May 2, 2011 report
Wallowing in mud is more than just temperature control
Marc Bracke from the Wageningen University and Research Centre led the study and looked at 66 different studies that had been carried out on the wallowing behavior in pigs and other wallowing species of mammals. The research looked at different theories such as temperature regulation, parasite removal, and sun protection.
Bracke determined that temperature regulation seems to be the main motivation for wallowing; he also found that even in colder weather, pigs will still wallow in the mud. While pigs have very few sweat glands, the mud is the best way to regulate their temperature as the cool water evaporation through the mud is slower than if they just took a dip in cool water. While many have believed that pigs wallow in the mud because of a lack of sweat glands, Bracke believes that pigs and other wallowing animals did not evolve functional sweat glands because wallowing was a part of their lifestyle.

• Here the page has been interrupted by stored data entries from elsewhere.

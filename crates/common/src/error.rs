//! Error types for PizzaMock

use thiserror::Error;

/// Result type alias using PizzaMock Error
pub type Result<T> = std::result::Result<T, Error>;

/// PizzaMock error types
#[derive(Error, Debug)]
pub enum Error {
    #[error("IO error: {0}")]
    Io(#[from] std::io::Error),

    #[error("Config parse error: {0}")]
    ConfigParse(#[from] toml::de::Error),

    #[error("Config write error: {0}")]
    ConfigWrite(#[from] toml::ser::Error),

    #[error("Invalid configuration: {0}")]
    InvalidConfig(String),

    #[error("Unknown fixture: {0} (expected one of: storefront, profiles)")]
    InvalidFixture(String),

    #[error("Invalid route pattern {pattern}: {reason}")]
    InvalidPattern { pattern: String, reason: String },
}
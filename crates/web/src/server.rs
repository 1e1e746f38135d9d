//! HTTP surface of the mock backend
//!
//! A handful of control routes live on the axum router directly; every other
//! request lands in the fallback, which hands it to the [`MockApi`] route
//! table. Requests the table does not fulfil are forwarded to the configured
//! upstream, or answered with 404.

use axum::{
    body::{Body, Bytes},
    extract::State,
    http::{header, HeaderMap, Method, StatusCode, Uri},
    response::{IntoResponse, Response},
    routing::{get, post},
    Json, Router,
};
use parking_lot::Mutex;
use pizzamock_common::{ErrorBody, FixtureKind};
use serde::Deserialize;
use std::net::SocketAddr;
use std::sync::Arc;
use std::time::Duration;
use tokio::net::TcpListener;
use tower_http::cors::{Any, CorsLayer};
use tower_http::trace::TraceLayer;
use tracing::{debug, info, warn};

use crate::config::MockConfig;
use crate::dispatch::{Dispatch, MockRequest};
use crate::mock::MockApi;

/// Mock server handle. Clones share the same mock state.
#[derive(Clone)]
pub struct MockServer {
    state: Arc<MockServerState>,
}

struct MockServerState {
    /// Held only for the synchronous handler body, never across an await
    api: Mutex<MockApi>,
    upstream: Option<Upstream>,
    cors: bool,
}

struct Upstream {
    base: String,
    client: reqwest::Client,
}

pub async fn serve(addr: SocketAddr, cfg: MockConfig) -> anyhow::Result<()> {
    let server = MockServer::new(&cfg)?;
    server.serve(addr).await
}

impl MockServer {
    /// Create a new mock server with fresh state
    pub fn new(cfg: &MockConfig) -> anyhow::Result<Self> {
        let api = MockApi::with_token(cfg.fixture, cfg.auth_token.clone())?;

        let upstream = match cfg.upstream_base() {
            Some(base) => Some(Upstream {
                base: base.to_string(),
                client: reqwest::Client::builder()
                    .timeout(Duration::from_secs(30))
                    .build()?,
            }),
            None => None,
        };

        for (method, pattern, name) in api.routes().describe() {
            debug!("route {:<6} {:<28} {}", method, pattern, name);
        }

        Ok(Self {
            state: Arc::new(MockServerState {
                api: Mutex::new(api),
                upstream,
                cors: cfg.cors,
            }),
        })
    }

    /// Drop all changes made through the API
    pub fn reset(&self) {
        self.state.api.lock().reset();
    }

    /// Create router
    pub fn router(&self) -> Router {
        let router = Router::new()
            .route("/health", get(health_handler))
            .route("/__mock/reset", post(reset_handler))
            .route("/__mock/session", get(session_handler))
            .route("/__mock/routes", get(routes_handler))
            .fallback(mock_handler)
            .layer(TraceLayer::new_for_http())
            .with_state(self.state.clone());

        if self.state.cors {
            router.layer(
                CorsLayer::new()
                    .allow_origin(Any)
                    .allow_methods(Any)
                    .allow_headers(Any),
            )
        } else {
            router
        }
    }

    /// Start the server
    pub async fn serve(self, addr: SocketAddr) -> anyhow::Result<()> {
        let listener = TcpListener::bind(addr).await?;
        self.serve_listener(listener).await
    }

    /// Serve on an already bound listener
    pub async fn serve_listener(self, listener: TcpListener) -> anyhow::Result<()> {
        let addr = listener.local_addr()?;
        {
            let api = self.state.api.lock();
            info!(
                "Mock API listening on http://{} ({} fixture, {} routes, upstream: {})",
                addr,
                api.fixture_kind(),
                api.routes().len(),
                self.state
                    .upstream
                    .as_ref()
                    .map(|u| u.base.as_str())
                    .unwrap_or("none"),
            );
        }

        axum::serve(listener, self.router()).await?;

        Ok(())
    }
}

// ============================================================================
// Handlers
// ============================================================================

async fn health_handler() -> impl IntoResponse {
    Json(serde_json::json!({
        "status": "ok",
        "service": "pizzamock-web"
    }))
}

/// Optional body for `POST /__mock/reset`
#[derive(Debug, Default, Deserialize)]
struct ResetRequest {
    #[serde(default)]
    fixture: Option<FixtureKind>,
}

async fn reset_handler(
    State(state): State<Arc<MockServerState>>,
    body: Bytes,
) -> Response {
    // An empty body keeps the current fixture; anything else must decode
    let req = if body.iter().all(u8::is_ascii_whitespace) {
        ResetRequest::default()
    } else {
        match serde_json::from_slice::<ResetRequest>(&body) {
            Ok(req) => req,
            Err(e) => {
                warn!("rejected reset body: {}", e);
                let error = ErrorBody {
                    error: format!("invalid reset body: {}", e),
                };
                return (StatusCode::BAD_REQUEST, Json(error)).into_response();
            }
        }
    };
    let fixture = {
        let mut api = state.api.lock();
        match req.fixture {
            Some(kind) => api.reset_to(kind),
            None => api.reset(),
        }
        api.fixture_kind()
    };
    Json(serde_json::json!({
        "status": "reset",
        "fixture": fixture
    }))
    .into_response()
}

async fn session_handler(State(state): State<Arc<MockServerState>>) -> impl IntoResponse {
    let api = state.api.lock();
    Json(serde_json::json!({ "user": api.current_user() }))
}

async fn routes_handler(State(state): State<Arc<MockServerState>>) -> impl IntoResponse {
    let routes: Vec<_> = state
        .api
        .lock()
        .routes()
        .describe()
        .into_iter()
        .map(|(method, pattern, name)| {
            serde_json::json!({
                "method": method.as_str(),
                "pattern": pattern,
                "name": name
            })
        })
        .collect();
    Json(routes)
}

async fn mock_handler(
    State(state): State<Arc<MockServerState>>,
    method: Method,
    uri: Uri,
    headers: HeaderMap,
    body: Bytes,
) -> Response {
    let request = MockRequest::from_parts(method, uri.path(), uri.query(), &body);
    let outcome = state.api.lock().handle(&request);

    match outcome {
        Dispatch::Fulfilled { response, .. } => {
            (response.status, Json(response.body)).into_response()
        }
        Dispatch::Passthrough => match &state.upstream {
            Some(upstream) => forward(upstream, request.method, &uri, &headers, body).await,
            None => not_found_handler().await.into_response(),
        },
    }
}

/// Proxy an unmocked request to the upstream backend
async fn forward(
    upstream: &Upstream,
    method: Method,
    uri: &Uri,
    headers: &HeaderMap,
    body: Bytes,
) -> Response {
    let path_and_query = uri.path_and_query().map(|p| p.as_str()).unwrap_or("/");
    let url = format!("{}{}", upstream.base, path_and_query);
    debug!("forwarding {} {}", method, url);

    let mut builder = upstream.client.request(method, &url).body(body);
    for name in [header::CONTENT_TYPE, header::AUTHORIZATION, header::ACCEPT] {
        if let Some(value) = headers.get(&name) {
            builder = builder.header(name, value.clone());
        }
    }

    let resp = match builder.send().await {
        Ok(resp) => resp,
        Err(e) => {
            warn!("upstream request to {} failed: {}", url, e);
            return (
                StatusCode::BAD_GATEWAY,
                Json(serde_json::json!({"error": format!("upstream: {}", e)})),
            )
                .into_response();
        }
    };

    let status = resp.status();
    let content_type = resp.headers().get(header::CONTENT_TYPE).cloned();
    let bytes = match resp.bytes().await {
        Ok(b) => b,
        Err(e) => {
            warn!("upstream body from {} failed: {}", url, e);
            return (
                StatusCode::BAD_GATEWAY,
                Json(serde_json::json!({"error": format!("upstream: {}", e)})),
            )
                .into_response();
        }
    };

    let mut response = Response::new(Body::from(bytes));
    *response.status_mut() = status;
    if let Some(ct) = content_type {
        response.headers_mut().insert(header::CONTENT_TYPE, ct);
    }
    response
}

async fn not_found_handler() -> impl IntoResponse {
    (StatusCode::NOT_FOUND, "Not found")
}
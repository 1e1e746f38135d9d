//! PizzaMock Web
//!
//! In-memory stand-in for the pizza storefront backend. Requests are matched
//! against an ordered route table; handlers read and mutate per-instance
//! state (user directory and login session) or answer from a fixed catalog.

pub mod config;
pub mod directory;
pub mod dispatch;
pub mod error;
pub mod handlers;
pub mod mock;
pub mod server;
pub mod session;

pub use config::MockConfig;
pub use directory::Directory;
pub use dispatch::{Call, Dispatch, MockRequest, MockResponse, Outcome, RoutePattern, RouteTable};
pub use error::MockError;
pub use mock::{MockApi, MockState};
pub use server::MockServer;
pub use session::Session;
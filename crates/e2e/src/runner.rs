//! Main test runner that orchestrates the server and the scenarios

use serde::{Deserialize, Serialize};
use std::path::PathBuf;
use std::time::{Duration, Instant};
use tracing::{debug, error, info};

use crate::client::{ApiClient, StepResult};
use crate::error::{E2eError, E2eResult};
use crate::server::{ServerConfig, ServerHandle};
use crate::spec::ScenarioSpec;

/// Result of running a single scenario
#[derive(Debug, Clone, Serialize, Deserialize)]
pub struct TestResult {
    pub name: String,
    pub success: bool,
    pub duration_ms: u64,
    pub steps: Vec<StepResult>,
    pub error: Option<String>,
}

/// Result of running a set of scenarios
#[derive(Debug, Clone, Serialize, Deserialize)]
pub struct TestSuiteResult {
    pub total: usize,
    pub passed: usize,
    pub failed: usize,
    pub duration_ms: u64,
    pub results: Vec<TestResult>,
}

impl TestSuiteResult {
    pub fn from_results(results: Vec<TestResult>, duration_ms: u64) -> Self {
        let passed = results.iter().filter(|r| r.success).count();
        Self {
            total: results.len(),
            passed,
            failed: results.len() - passed,
            duration_ms,
            results,
        }
    }

    pub fn success(&self) -> bool {
        self.failed == 0
    }
}

/// Scenario runner
pub struct TestRunner {
    server_config: ServerConfig,
    request_timeout: Duration,

    /// Running server and the client pointed at it
    server: Option<ServerHandle>,
    client: Option<ApiClient>,

    specs_dir: PathBuf,
    output_dir: PathBuf,
}

impl TestRunner {
    /// Create a new test runner with default configuration
    pub fn new() -> Self {
        Self::with_config(RunnerConfig::default())
    }

    /// Create a test runner with custom configuration
    pub fn with_config(config: RunnerConfig) -> Self {
        Self {
            server_config: config.server,
            request_timeout: config.request_timeout,
            server: None,
            client: None,
            specs_dir: config.specs_dir,
            output_dir: config.output_dir,
        }
    }

    /// Start the server
    pub async fn start_server(&mut self) -> E2eResult<()> {
        if self.server.is_some() {
            return Ok(());
        }

        let server = ServerHandle::start(self.server_config.clone()).await?;
        self.client = Some(ApiClient::new(server.base_url(), self.request_timeout)?);
        self.server = Some(server);
        Ok(())
    }

    /// Stop the server
    pub fn stop_server(&mut self) -> E2eResult<()> {
        self.client = None;
        if let Some(mut server) = self.server.take() {
            server.stop()?;
        }
        Ok(())
    }

    /// Run all scenarios in the specs directory
    pub async fn run_all(&mut self) -> E2eResult<TestSuiteResult> {
        let specs = ScenarioSpec::load_all(&self.specs_dir)?;
        self.run_specs(&specs).await
    }

    /// Run scenarios matching a tag
    pub async fn run_tagged(&mut self, tag: &str) -> E2eResult<TestSuiteResult> {
        let specs = ScenarioSpec::load_all(&self.specs_dir)?;
        let filtered: Vec<ScenarioSpec> = ScenarioSpec::filter_by_tag(&specs, tag)
            .into_iter()
            .cloned()
            .collect();
        self.run_specs(&filtered).await
    }

    /// Run a specific scenario by name
    pub async fn run_test(&mut self, name: &str) -> E2eResult<TestResult> {
        let specs = ScenarioSpec::load_all(&self.specs_dir)?;
        let spec = specs
            .into_iter()
            .find(|s| s.name == name)
            .ok_or_else(|| E2eError::SpecParse(format!("Scenario not found: {}", name)))?;

        self.start_server().await?;
        self.run_spec(&spec).await
    }

    /// Run a list of scenarios
    pub async fn run_specs(&mut self, specs: &[ScenarioSpec]) -> E2eResult<TestSuiteResult> {
        let start = Instant::now();
        let mut results = Vec::new();

        self.start_server().await?;

        info!("Running {} scenario(s)...", specs.len());

        for spec in specs {
            let result = match self.run_spec(spec).await {
                Ok(result) => result,
                Err(e) => TestResult {
                    name: spec.name.clone(),
                    success: false,
                    duration_ms: 0,
                    steps: vec![],
                    error: Some(e.to_string()),
                },
            };

            if result.success {
                info!("✓ {} ({} ms)", result.name, result.duration_ms);
            } else {
                error!(
                    "✗ {} - {}",
                    result.name,
                    result.error.as_deref().unwrap_or("unknown error")
                );
            }
            results.push(result);
        }

        let suite = TestSuiteResult::from_results(results, start.elapsed().as_millis() as u64);

        info!(
            "Scenario results: {} passed, {} failed ({} ms)",
            suite.passed, suite.failed, suite.duration_ms
        );

        Ok(suite)
    }

    /// Run a single scenario on a freshly reset mock
    pub async fn run_spec(&mut self, spec: &ScenarioSpec) -> E2eResult<TestResult> {
        let start = Instant::now();
        debug!("Running scenario: {}", spec.name);

        let client = self
            .client
            .as_ref()
            .ok_or_else(|| E2eError::ServerStartup("server not started".to_string()))?;

        client.reset(spec.fixture).await?;

        let mut step_results = Vec::new();
        let mut test_error: Option<String> = None;

        for (i, step) in spec.steps.iter().enumerate() {
            let result = client.execute_step(step, spec.fixture).await?;

            if !result.success {
                test_error = Some(format!(
                    "step {} ({}): {}",
                    i + 1,
                    result.step_name,
                    result.error.as_deref().unwrap_or("failed")
                ));
                step_results.push(result);
                break; // Stop on first failure
            }

            step_results.push(result);
        }

        Ok(TestResult {
            name: spec.name.clone(),
            success: test_error.is_none(),
            duration_ms: start.elapsed().as_millis() as u64,
            steps: step_results,
            error: test_error,
        })
    }

    /// Write results to JSON file
    pub fn write_results(&self, results: &TestSuiteResult) -> E2eResult<PathBuf> {
        std::fs::create_dir_all(&self.output_dir)?;

        let path = self.output_dir.join("test-results.json");
        let json = serde_json::to_string_pretty(results)?;
        std::fs::write(&path, json)?;

        info!("Results written to: {}", path.display());
        Ok(path)
    }
}

impl Default for TestRunner {
    fn default() -> Self {
        Self::new()
    }
}

impl Drop for TestRunner {
    fn drop(&mut self) {
        let _ = self.stop_server();
    }
}

/// Configuration for the test runner
#[derive(Debug, Clone)]
pub struct RunnerConfig {
    pub server: ServerConfig,
    pub request_timeout: Duration,
    pub specs_dir: PathBuf,
    pub output_dir: PathBuf,
}

impl Default for RunnerConfig {
    fn default() -> Self {
        Self {
            server: ServerConfig::default(),
            request_timeout: Duration::from_secs(10),
            specs_dir: PathBuf::from(concat!(env!("CARGO_MANIFEST_DIR"), "/specs")),
            output_dir: PathBuf::from("test-results"),
        }
    }
}
//! Menu, franchise, store and order endpoints
//!
//! These answer from the fixture catalog. Creation echoes the submitted body
//! with a fixed id and never feeds back into later reads.

use pizzamock_common::fixtures::{
    CREATED_FRANCHISE_ID, CREATED_ORDER_ID, CREATED_STORE_ID, SIGNED_JWT,
};
use pizzamock_common::{FranchiseList, MessageResponse};
use serde_json::{json, Value};

use crate::dispatch::{Call, MockResponse, Outcome};
use crate::mock::MockState;

pub const STORE_DELETED_MESSAGE: &str = "store deleted";

/// Copy of the request object with `id` set. Non-object bodies echo as `{id}`.
pub fn echo_with_id(body: Option<&Value>, id: u64) -> Value {
    match body {
        Some(Value::Object(map)) => {
            let mut map = map.clone();
            map.insert("id".to_string(), json!(id));
            Value::Object(map)
        }
        _ => json!({ "id": id }),
    }
}

fn signed_echo(key: &str, call: &Call<'_>, id: u64) -> Outcome {
    let mut body = serde_json::Map::new();
    body.insert(key.to_string(), echo_with_id(call.request.body.as_ref(), id));
    body.insert("jwt".to_string(), json!(SIGNED_JWT));
    Outcome::Fulfill(MockResponse::ok(Value::Object(body)))
}

/// `GET /api/order/menu`
pub fn menu(state: &mut MockState, _call: &Call<'_>) -> Outcome {
    Outcome::Fulfill(MockResponse::ok(&state.catalog.menu))
}

/// `GET /api/franchise`. Paging and name query parameters are ignored.
pub fn list_franchises(state: &mut MockState, _call: &Call<'_>) -> Outcome {
    Outcome::Fulfill(MockResponse::ok(FranchiseList {
        franchises: state.catalog.franchises.clone(),
    }))
}

/// `POST /api/franchise`. The echo sits under `order`, which is the key the
/// storefront has always been served.
pub fn create_franchise(_state: &mut MockState, call: &Call<'_>) -> Outcome {
    signed_echo("order", call, CREATED_FRANCHISE_ID)
}

/// `GET /api/franchise/{userId}`
pub fn user_franchises(state: &mut MockState, _call: &Call<'_>) -> Outcome {
    Outcome::Fulfill(MockResponse::ok(&state.catalog.user_franchises))
}

/// `POST /api/franchise/{id}/store`
pub fn create_store(_state: &mut MockState, call: &Call<'_>) -> Outcome {
    signed_echo("store", call, CREATED_STORE_ID)
}

/// `DELETE /api/franchise/{id}/store/{storeId}`
pub fn delete_store(_state: &mut MockState, _call: &Call<'_>) -> Outcome {
    Outcome::Fulfill(MockResponse::ok(MessageResponse {
        message: STORE_DELETED_MESSAGE.to_string(),
    }))
}

/// `POST /api/order`
pub fn create_order(_state: &mut MockState, call: &Call<'_>) -> Outcome {
    signed_echo("order", call, CREATED_ORDER_ID)
}

/// `GET /api/order`
pub fn order_history(state: &mut MockState, _call: &Call<'_>) -> Outcome {
    Outcome::Fulfill(MockResponse::ok(&state.catalog.order_history))
}

#[cfg(test)]
mod tests {
    use super::*;

    #[test]
    fn test_echo_merges_object() {
        let body = json!({"name": "Center Street", "id": 0});
        assert_eq!(
            echo_with_id(Some(&body), 31),
            json!({"name": "Center Street", "id": 31})
        );
    }

    #[test]
    fn test_echo_without_object_body() {
        assert_eq!(echo_with_id(None, 23), json!({"id": 23}));
        assert_eq!(echo_with_id(Some(&json!([1, 2])), 23), json!({"id": 23}));
    }
}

Pigs are genetically related to animals such as hippos and whales. Bracke believes that this wallowing behavior and the desire to be in shallow, murky water could have been a step to the evolution of whales and other marine mammals from land-dwelling mammals.
Bracke also points out that the wallowing behavior of pigs contributes to their wellbeing and that farmers who do not provide wallowing areas for pigs are creating serious animal welfare issues. Similar to farmers who have eliminated foraging from other farm animals have seen welfare issues such as feather pecking and tail biting; Bracke believes the wallowing of pigs is a necessary action for their wellbeing.
Wallowing, i.e. coating the body surface with mud, is a natural behaviour of pigs, commonly observed in feral pigs and wild boar, but rarely provided for in current housing systems for domestic pigs. Furthermore, in welfare science the subject has not been receiving much attention.
This paper reviews wallowing in pigs and related species. The behaviour is described and its motivational basis is examined. Underlying the review was a literature search for scientific citations. In total 48 papers were identified containing citations about wallowing behaviour in pigs and wild boar, and 12 papers contained citations about wallowing in related species. Wallowing is observed in many related species including rhino's, elephants, bovids (e.g. American bison) and deer. Pigs also share several taxonomic characteristics with water-loving mammals such as water buffalo's, hippo's and whales. The common perception is that pigs wallow mainly for cooling, sunburn protection and the removal of ecto-parasites. Little scientific evidence exists for other functions than thermoregulation. Pigs lack functional sweat glands and wallowing in mud is an effective behavioural control mechanism in pigs to prevent hyperthermia. Wallowing, however, may also serve other functions, e.g. in scent-marking and sexual behaviour. In addition, wallowing in pigs, like dustbathing in poultry, may be indicative of positive welfare and, perhaps, the performance of the behaviour is hardwired and rewarding in itself. If so, wallowing could be an important element of a good life in pigs.